3 Materials and methods

3.1 Gas drilling case

We analyse the volume and the content of articles about gas drilling over 25 years in one local and four national newspapers. This case provided a compelling example to analyse the dynamics of issue attention in media and the changes in the content of reporting over a long period of time, because the risk was an emerging risk. The fact that it was an emerging risk provides the opportunity to follow its development longitudinally in both media reports and actual risk events. In addition, this case is especially interesting because the negative consequences (earthquakes) appear at regional level, whereas the whole country benefits from the gas drilling. In the case of a local risk, media framing is extra meaningful, given that only people living in the region surrounding the risk get first-hand information about the risk, whereas others in the country depend on media reports; thus, media can play an important role in the dissemination of the risk, making it interesting to study.

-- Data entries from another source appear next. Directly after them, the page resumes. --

use std::fmt;
use std::str::FromStr;
use std::sync::Arc;
use thiserror::Error;

use crate::models::{AnalysisResult, SelectedFile, UploadRequest};

/// Where the collection stage currently is.
#[derive(Debug, Clone, PartialEq, Default)]
pub enum Stage {
    #[default]
    Idle,
    Ready(SelectedFile),
    Submitting(UploadRequest),
}

/// Result lists that can be expanded past their first entries.
#[derive(Debug, Clone, Copy, PartialEq, Eq)]
pub enum Section {
    Experience,
    Projects,
}

impl Section {
    pub fn as_str(&self) -> &'static str {
        match self {
            Section::Experience => "experience",
            Section::Projects => "projects",
        }
    }
}

impl fmt::Display for Section {
    fn fmt(&self, f: &mut fmt::Formatter<'_>) -> fmt::Result {
        f.write_str(self.as_str())
    }
}

impl FromStr for Section {
    type Err = String;

    fn from_str(s: &str) -> Result<Self, Self::Err> {
        match s {
            "experience" => Ok(Section::Experience),
            "projects" => Ok(Section::Projects),
            other => Err(other.to_string()),
        }
    }
}

#[derive(Debug, Clone, Copy, PartialEq, Eq, Default)]
pub struct ExpansionState {
    pub experience: bool,
    pub projects: bool,
}

impl ExpansionState {
    pub fn is_expanded(&self, section: Section) -> bool {
        match section {
            Section::Experience => self.experience,
            Section::Projects => self.projects,
        }
    }

    fn toggled(mut self, section: Section) -> Self {
        match section {
            Section::Experience => self.experience = !self.experience,
            Section::Projects => self.projects = !self.projects,
        }
        self
    }
}

#[derive(Debug, Clone)]
pub enum SessionEvent {
    FileSelected(SelectedFile),
    RequiredSkillsEdited(String),
    RecruiterEmailEdited(String),
    Submitted,
    Succeeded(AnalysisResult),
    Failed(String),
    /// The upload never reached the backend, e.g. it was over the size limit.
    UploadRejected(String),
    SectionToggled(Section),
    Reset,
}

impl SessionEvent {
    pub fn name(&self) -> &'static str {
        match self {
            SessionEvent::FileSelected(_) => "file_selected",
            SessionEvent::RequiredSkillsEdited(_) => "required_skills_edited",
            SessionEvent::RecruiterEmailEdited(_) => "recruiter_email_edited",
            SessionEvent::Submitted => "submitted",
            SessionEvent::Succeeded(_) => "succeeded",
            SessionEvent::Failed(_) => "failed",
            SessionEvent::UploadRejected(_) => "upload_rejected",
            SessionEvent::SectionToggled(_) => "section_toggled",
            SessionEvent::Reset => "reset",
        }
    }
}

#[derive(Error, Debug, Clone, PartialEq, Eq)]
pub enum TransitionError {
    #[error("a submission is already pending")]
    SubmissionPending,

    #[error("no file has been selected")]
    NoFileSelected,

    #[error("no submission is in flight")]
    NotSubmitting,

    #[error("there is no result to display")]
    NoResult,
}

/// Everything one browser session knows. Values are never mutated in place:
/// [`SessionState::apply`] returns the next state.
#[derive(Debug, Clone, Default)]
pub struct SessionState {
    stage: Stage,
    required_skills: String,
    recruiter_email: String,
    result: Option<Arc<AnalysisResult>>,
    error: Option<String>,
    expansion: ExpansionState,
}

impl SessionState {
    pub fn new() -> Self {
        Self::default()
    }

    pub fn apply(&self, event: SessionEvent) -> Result<SessionState, TransitionError> {
        if self.is_loading() {
            return match event {
                SessionEvent::Succeeded(result) => Ok(SessionState {
                    stage: Stage::Idle,
                    result: Some(Arc::new(result)),
                    error: None,
                    expansion: ExpansionState::default(),
                    ..self.clone()
                }),
                SessionEvent::Failed(message) => Ok(SessionState {
                    stage: Stage::Idle,
                    result: None,
                    error: Some(message),
                    expansion: ExpansionState::default(),
                    ..self.clone()
                }),
                _ => Err(TransitionError::SubmissionPending),
            };
        }

        match event {
            SessionEvent::FileSelected(file) => Ok(SessionState {
                stage: Stage::Ready(file),
                ..self.clone()
            }),
            SessionEvent::RequiredSkillsEdited(skills) => Ok(SessionState {
                required_skills: skills,
                ..self.clone()
            }),
            SessionEvent::RecruiterEmailEdited(email) => Ok(SessionState {
                recruiter_email: email,
                ..self.clone()
            }),
            SessionEvent::Submitted => {
                let Stage::Ready(file) = &self.stage else {
                    return Err(TransitionError::NoFileSelected);
                };
                let request = UploadRequest::new(file.clone())
                    .with_required_skills(self.required_skills.clone())
                    .with_recruiter_email(self.recruiter_email.clone());
                Ok(SessionState {
                    stage: Stage::Submitting(request),
                    result: None,
                    error: None,
                    ..self.clone()
                })
            }
            SessionEvent::Succeeded(_) | SessionEvent::Failed(_) => {
                Err(TransitionError::NotSubmitting)
            }
            SessionEvent::UploadRejected(message) => Ok(SessionState {
                stage: Stage::Idle,
                result: None,
                error: Some(message),
                expansion: ExpansionState::default(),
                ..self.clone()
            }),
            SessionEvent::SectionToggled(section) => {
                if self.result.is_none() {
                    return Err(TransitionError::NoResult);
                }
                Ok(SessionState {
                    expansion: self.expansion.toggled(section),
                    ..self.clone()
                })
            }
            SessionEvent::Reset => Ok(SessionState::default()),
        }
    }

    /// True when there is nothing worth keeping: no file, no result, no
    /// error and no recruiter input.
    pub fn is_pristine(&self) -> bool {
        matches!(self.stage, Stage::Idle)
            && self.result.is_none()
            && self.error.is_none()
            && self.required_skills.is_empty()
            && self.recruiter_email.is_empty()
    }

    pub fn stage(&self) -> &Stage {
        &self.stage
    }

    pub fn is_loading(&self) -> bool {
        matches!(self.stage, Stage::Submitting(_))
    }

    /// The submit control accepts input only when nothing is in flight.
    pub fn submit_enabled(&self) -> bool {
        !self.is_loading()
    }

    /// The request to send, while a submission is pending.
    pub fn in_flight(&self) -> Option<&UploadRequest> {
        match &self.stage {
            Stage::Submitting(request) => Some(request),
            _ => None,
        }
    }

    pub fn selected_file(&self) -> Option<&SelectedFile> {
        match &self.stage {
            Stage::Ready(file) => Some(file),
            Stage::Submitting(request) => Some(&request.file),
            Stage::Idle => None,
        }
    }

    pub fn result(&self) -> Option<&AnalysisResult> {
        self.result.as_deref()
    }

    pub fn error(&self) -> Option<&str> {
        self.error.as_deref()
    }

    pub fn required_skills(&self) -> &str {
        &self.required_skills
    }

    pub fn recruiter_email(&self) -> &str {
        &self.recruiter_email
    }

    pub fn expansion(&self) -> ExpansionState {
        self.expansion
    }
}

Gas drilling has generated benefits of more than €280 billion for The Netherlands (Vlek 2018) since it started in the 1960s. Earthquakes were a new risk issue in this region of The Netherlands, a risk that increased gradually during the last decades, both in strength and in frequency, as described in detail by Vlek (2018). In the northern part of the country, citizens had already been experiencing very mild earthquakes (up to M = 3.5) for more than two decades. In August 2012, an M = 3.6 earthquake struck the region. Then, in January 2013, the Dutch supervisory authority, State Supervision of Mines (SSM), stated that the emerging risk of earthquakes should be considered to be a safety issue and that a further increase in magnitude and adverse consequences could not be excluded (State Supervision of Mines 2013). In the period that followed, no further increase in the magnitude of the earthquake risk was observed (Vlek 2018).

3.2 Data collection

The newspaper articles were selected from the digital database LexisNexis NL. The research query used: Gaswinning OR gasboring AND Groningen AND NOT Waddenzee. Articles from five newspapers were selected for analysis: four national newspapers, NRC Handelsblad, de Volkskrant, de Telegraaf, and Algemeen Dagblad, and one local newspaper, Dagblad van het Noorden. The comprehensive newspaper database LexisNexis had articles available from 1990 to 2016 for the national newspapers but only articles from 1999 to 2016 for Dagblad van het Noorden because, before 1999, there is no digital archive publicly available for this newspaper. A total of 4113 articles resulted from this selection. However, Dagblad van het Noorden has geographical variants—North, South, East, and West editions—leading to many duplicates. After the removal of duplicates, a final dataset of 2265 relevant news articles resulted for the analysis.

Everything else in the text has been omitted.